» WHAT TO DO: Print this span of the material below exactly: the line with "pub fn toggle_pane(&mut", the line with "follows the playing track).", and every line between them, but nothing else.

(DATASET CONTENT)

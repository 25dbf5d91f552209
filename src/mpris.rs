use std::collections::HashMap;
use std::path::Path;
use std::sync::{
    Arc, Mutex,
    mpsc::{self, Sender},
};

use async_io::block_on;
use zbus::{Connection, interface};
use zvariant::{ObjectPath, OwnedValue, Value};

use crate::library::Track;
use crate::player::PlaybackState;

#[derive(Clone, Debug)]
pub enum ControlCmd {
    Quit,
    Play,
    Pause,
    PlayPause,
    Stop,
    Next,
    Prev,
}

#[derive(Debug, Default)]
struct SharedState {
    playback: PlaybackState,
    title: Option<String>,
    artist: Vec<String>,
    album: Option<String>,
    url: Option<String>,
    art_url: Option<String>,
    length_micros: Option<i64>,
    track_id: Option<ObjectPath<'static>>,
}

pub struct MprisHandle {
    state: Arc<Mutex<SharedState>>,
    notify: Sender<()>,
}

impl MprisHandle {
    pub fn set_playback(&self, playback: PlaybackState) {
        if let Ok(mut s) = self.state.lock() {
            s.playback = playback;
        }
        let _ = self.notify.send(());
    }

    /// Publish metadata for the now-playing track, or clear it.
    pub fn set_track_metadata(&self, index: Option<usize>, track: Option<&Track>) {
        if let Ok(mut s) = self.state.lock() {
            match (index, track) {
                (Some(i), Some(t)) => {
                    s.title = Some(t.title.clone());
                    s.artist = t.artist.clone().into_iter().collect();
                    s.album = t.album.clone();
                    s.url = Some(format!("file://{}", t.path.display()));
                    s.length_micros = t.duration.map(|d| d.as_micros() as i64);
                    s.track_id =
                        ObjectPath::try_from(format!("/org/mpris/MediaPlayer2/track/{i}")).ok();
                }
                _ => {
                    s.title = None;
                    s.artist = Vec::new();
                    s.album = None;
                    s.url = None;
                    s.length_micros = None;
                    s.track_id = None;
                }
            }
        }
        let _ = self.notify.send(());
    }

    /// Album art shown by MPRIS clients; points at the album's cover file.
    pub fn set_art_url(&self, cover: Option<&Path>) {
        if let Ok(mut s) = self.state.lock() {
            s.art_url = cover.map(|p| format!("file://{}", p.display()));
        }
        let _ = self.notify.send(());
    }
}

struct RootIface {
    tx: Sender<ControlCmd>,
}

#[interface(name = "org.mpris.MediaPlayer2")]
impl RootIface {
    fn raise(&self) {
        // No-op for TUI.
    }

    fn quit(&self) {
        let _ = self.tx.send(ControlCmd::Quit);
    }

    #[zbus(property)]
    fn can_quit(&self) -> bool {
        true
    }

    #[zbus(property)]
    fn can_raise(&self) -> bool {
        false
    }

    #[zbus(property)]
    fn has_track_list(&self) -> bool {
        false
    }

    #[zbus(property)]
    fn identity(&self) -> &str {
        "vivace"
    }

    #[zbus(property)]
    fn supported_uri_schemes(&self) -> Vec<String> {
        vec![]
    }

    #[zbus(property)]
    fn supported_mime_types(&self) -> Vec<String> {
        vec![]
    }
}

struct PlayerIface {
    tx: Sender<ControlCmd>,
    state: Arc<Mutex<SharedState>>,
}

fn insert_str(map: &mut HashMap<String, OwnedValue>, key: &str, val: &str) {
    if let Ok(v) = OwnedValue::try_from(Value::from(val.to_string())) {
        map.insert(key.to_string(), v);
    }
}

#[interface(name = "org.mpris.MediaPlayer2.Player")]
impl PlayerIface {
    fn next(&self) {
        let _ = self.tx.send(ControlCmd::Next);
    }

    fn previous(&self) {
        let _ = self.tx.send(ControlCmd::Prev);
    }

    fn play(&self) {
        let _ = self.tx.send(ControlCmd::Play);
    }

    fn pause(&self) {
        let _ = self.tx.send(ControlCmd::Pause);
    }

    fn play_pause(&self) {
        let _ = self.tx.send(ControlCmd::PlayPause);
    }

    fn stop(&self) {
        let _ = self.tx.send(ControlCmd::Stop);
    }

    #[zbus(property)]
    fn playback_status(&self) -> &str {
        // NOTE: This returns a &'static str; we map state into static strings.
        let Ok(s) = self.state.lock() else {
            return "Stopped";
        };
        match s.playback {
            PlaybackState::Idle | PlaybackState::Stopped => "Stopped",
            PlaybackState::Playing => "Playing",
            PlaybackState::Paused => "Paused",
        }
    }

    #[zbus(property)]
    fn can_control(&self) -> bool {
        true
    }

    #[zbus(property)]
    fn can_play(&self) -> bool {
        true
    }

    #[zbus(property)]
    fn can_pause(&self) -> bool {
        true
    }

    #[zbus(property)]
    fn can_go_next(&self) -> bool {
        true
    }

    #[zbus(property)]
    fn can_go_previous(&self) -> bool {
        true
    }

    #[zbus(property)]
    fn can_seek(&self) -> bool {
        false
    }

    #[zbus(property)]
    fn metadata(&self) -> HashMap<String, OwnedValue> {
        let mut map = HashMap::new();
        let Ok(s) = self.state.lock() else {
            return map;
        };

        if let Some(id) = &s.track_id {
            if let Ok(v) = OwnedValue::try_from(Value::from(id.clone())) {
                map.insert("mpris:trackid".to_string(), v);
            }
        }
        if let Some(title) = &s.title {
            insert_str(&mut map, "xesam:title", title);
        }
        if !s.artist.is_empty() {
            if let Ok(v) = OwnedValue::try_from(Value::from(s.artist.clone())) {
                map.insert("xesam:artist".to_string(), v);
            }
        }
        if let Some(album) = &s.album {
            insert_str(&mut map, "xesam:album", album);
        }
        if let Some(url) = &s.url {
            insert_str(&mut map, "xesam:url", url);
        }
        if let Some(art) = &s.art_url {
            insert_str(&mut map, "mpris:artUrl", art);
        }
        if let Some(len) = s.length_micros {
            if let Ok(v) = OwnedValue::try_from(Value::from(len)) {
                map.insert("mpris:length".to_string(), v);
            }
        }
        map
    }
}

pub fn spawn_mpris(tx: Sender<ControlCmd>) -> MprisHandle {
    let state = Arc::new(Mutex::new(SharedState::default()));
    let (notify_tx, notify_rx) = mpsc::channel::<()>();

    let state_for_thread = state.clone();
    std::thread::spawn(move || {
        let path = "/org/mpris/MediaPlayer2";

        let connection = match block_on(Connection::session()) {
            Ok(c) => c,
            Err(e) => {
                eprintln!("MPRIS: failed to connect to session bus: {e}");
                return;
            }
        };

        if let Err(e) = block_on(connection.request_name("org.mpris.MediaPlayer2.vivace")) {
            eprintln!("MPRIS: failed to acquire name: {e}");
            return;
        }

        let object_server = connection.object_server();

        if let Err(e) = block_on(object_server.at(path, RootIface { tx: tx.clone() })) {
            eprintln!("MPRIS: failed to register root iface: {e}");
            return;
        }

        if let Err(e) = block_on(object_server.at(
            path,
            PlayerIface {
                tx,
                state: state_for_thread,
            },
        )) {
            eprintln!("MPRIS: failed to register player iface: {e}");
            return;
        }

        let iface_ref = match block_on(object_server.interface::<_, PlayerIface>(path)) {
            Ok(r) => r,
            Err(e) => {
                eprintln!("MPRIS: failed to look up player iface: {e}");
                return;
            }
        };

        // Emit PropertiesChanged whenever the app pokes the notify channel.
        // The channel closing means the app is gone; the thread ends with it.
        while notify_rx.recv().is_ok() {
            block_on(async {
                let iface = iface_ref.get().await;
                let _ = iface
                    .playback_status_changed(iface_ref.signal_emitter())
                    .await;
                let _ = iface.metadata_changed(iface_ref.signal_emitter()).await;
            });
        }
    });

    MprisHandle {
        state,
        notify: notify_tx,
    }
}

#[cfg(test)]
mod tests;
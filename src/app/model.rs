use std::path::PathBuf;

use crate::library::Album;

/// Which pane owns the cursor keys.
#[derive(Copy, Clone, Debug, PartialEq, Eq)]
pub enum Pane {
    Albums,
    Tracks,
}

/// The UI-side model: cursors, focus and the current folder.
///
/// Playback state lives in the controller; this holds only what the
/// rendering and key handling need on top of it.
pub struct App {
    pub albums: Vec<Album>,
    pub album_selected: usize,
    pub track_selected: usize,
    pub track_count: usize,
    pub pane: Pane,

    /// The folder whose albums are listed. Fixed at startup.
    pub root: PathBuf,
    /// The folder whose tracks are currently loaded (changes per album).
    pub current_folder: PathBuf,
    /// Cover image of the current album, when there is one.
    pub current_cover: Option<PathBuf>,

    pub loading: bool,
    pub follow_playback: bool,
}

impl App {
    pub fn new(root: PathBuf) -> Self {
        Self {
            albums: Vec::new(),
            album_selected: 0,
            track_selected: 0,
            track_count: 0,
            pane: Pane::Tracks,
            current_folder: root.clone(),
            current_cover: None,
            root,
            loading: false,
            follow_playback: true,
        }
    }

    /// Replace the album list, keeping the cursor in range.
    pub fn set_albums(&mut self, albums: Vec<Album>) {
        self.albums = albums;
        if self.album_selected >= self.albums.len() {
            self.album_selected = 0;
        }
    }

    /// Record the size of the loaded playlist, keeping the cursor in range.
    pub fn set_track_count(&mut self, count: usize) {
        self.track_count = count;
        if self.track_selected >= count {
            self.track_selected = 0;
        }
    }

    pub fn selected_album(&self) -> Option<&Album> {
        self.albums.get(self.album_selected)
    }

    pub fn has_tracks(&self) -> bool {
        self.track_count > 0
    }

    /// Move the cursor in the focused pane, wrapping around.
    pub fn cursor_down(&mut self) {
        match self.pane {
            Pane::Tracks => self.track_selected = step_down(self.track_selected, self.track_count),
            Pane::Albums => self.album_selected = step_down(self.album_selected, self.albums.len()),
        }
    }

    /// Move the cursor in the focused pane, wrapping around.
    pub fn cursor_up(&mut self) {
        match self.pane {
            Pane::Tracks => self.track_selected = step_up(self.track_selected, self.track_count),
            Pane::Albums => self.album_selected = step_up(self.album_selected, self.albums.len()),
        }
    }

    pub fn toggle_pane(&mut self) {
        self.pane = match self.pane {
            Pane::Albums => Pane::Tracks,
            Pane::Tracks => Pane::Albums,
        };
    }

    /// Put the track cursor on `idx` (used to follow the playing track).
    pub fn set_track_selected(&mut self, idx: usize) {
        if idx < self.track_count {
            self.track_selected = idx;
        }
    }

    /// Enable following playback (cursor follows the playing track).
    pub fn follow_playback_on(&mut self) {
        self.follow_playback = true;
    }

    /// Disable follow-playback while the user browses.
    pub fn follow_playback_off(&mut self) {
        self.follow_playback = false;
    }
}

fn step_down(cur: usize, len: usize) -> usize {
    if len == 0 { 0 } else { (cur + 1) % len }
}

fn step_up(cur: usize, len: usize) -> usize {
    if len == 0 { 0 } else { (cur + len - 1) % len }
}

(End DATASET CONTENT)

» ANSWER BOX:
    pub fn toggle_pane(&mut self) {
        self.pane = match self.pane {
            Pane::Albums => Pane::Tracks,
            Pane::Tracks => Pane::Albums,
        };
    }

    /// Put the track cursor on `idx` (used to follow the playing track).
    pub fn set_track_selected(&mut self, idx: usize) {
        if idx < self.track_count {
            self.track_selected = idx;
        }
    }

    /// Enable following playback (cursor follows the playing track).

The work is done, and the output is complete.